TEXAS DEBATES FUTILE CARE LAW
Legislators are having second thoughts about a controversial futile- care law in Texas. This stipulates that if a hospital review committee feels that further treatment of a patient is futile, it must give a patient’s family 10 days to find another facility to care for them. Otherwise the hospital can end treatment — even if family members object. Texas Right to Life, the state’s leading pro- life group, originally supported the law as a compromise between the rights of families to protect their loved ones and the right of doctors to withhold treatment which will not benefit patients. However, several high-profile cases have turned the law into a battleground.
Recently, legal action kept Memorial Hermann Hospital from pulling the plug on a severely brain-damaged woman, Kalilah Roberson-Reese. Now she has regained some consciousness, responds to familiar voices and can sit upright in a chair. “Nobody has the right to determine whether my daughter should live or not,” says her mother, Cynthia Deason.

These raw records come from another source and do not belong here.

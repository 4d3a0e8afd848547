use chrono::{DateTime, Duration, Utc};
use std::future::Future;
use std::sync::Arc;
use tokio::sync::Mutex;
use tracing::debug;

/// Default freshness window for computed history, 12 hours.
pub const DEFAULT_TTL_SECS: i64 = 43_200;

struct Slot<V> {
    data: Option<V>,
    fetched_at: Option<DateTime<Utc>>,
}

/// Single-slot cache holding the latest computed value and when it was made.
///
/// The lock is held while refreshing, so concurrent callers that find the
/// slot stale wait for one refresh instead of each running their own.
#[derive(Clone)]
pub struct ResultCache<V>
where
    V: Clone + Send + Sync + 'static,
{
    inner: Arc<Mutex<Slot<V>>>,
    ttl: Duration,
}

impl<V> ResultCache<V>
where
    V: Clone + Send + Sync,
{
    pub fn new(ttl: Duration) -> Self {
        Self {
            inner: Arc::new(Mutex::new(Slot {
                data: None,
                fetched_at: None,
            })),
            ttl,
        }
    }

    pub fn ttl(&self) -> Duration {
        self.ttl
    }

    /// Returns the cached value if it is younger than the TTL at `now`,
    /// otherwise runs `refresh` and stores its result stamped with `now`.
    ///
    /// A failed refresh leaves the previous value and timestamp in place.
    pub async fn refresh_if_stale<F, Fut, E>(&self, now: DateTime<Utc>, refresh: F) -> Result<V, E>
    where
        F: FnOnce() -> Fut,
        Fut: Future<Output = Result<V, E>>,
    {
        let mut slot = self.inner.lock().await;
        if let (Some(data), Some(fetched_at)) = (&slot.data, slot.fetched_at) {
            if now - fetched_at < self.ttl {
                debug!(%fetched_at, "Cache HIT");
                return Ok(data.clone());
            }
            debug!(%fetched_at, "Cache STALE");
        } else {
            debug!("Cache MISS");
        }

        let value = refresh().await?;
        *slot = Slot {
            data: Some(value.clone()),
            fetched_at: Some(now),
        };
        debug!("Cache PUT");
        Ok(value)
    }

    /// Timestamp of the value currently held, if any.
    pub async fn fetched_at(&self) -> Option<DateTime<Utc>> {
        self.inner.lock().await.fetched_at
    }
}

impl<V> Default for ResultCache<V>
where
    V: Clone + Send + Sync,
{
    fn default() -> Self {
        Self::new(Duration::seconds(DEFAULT_TTL_SECS))
    }
}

As Chicago Tribune reporter Howard Witt comments, the debate echoes the right-to-die debate of the 1970s and 80s, when patient advocates pressed for the right of the terminally ill to refuse burdensome treatment. But now hospitals have been empowered to withdraw the treatment against the wishes of their advocates. The director of Right to Life, Elizabeth Graham, says that decisions may sometime be financially motivated. “The hospitals will say it is not, of course, but it does seem that the majority of patients or families calling us for help are either uninsured, underinsured, or they have Medicaid.”
Disability groups also oppose the law. “People who don’t see the value of living with a significant disability are determining whether your life is a burden and treatment is futile,” says Colleen Horton, of the Texas Center for Disability Studies.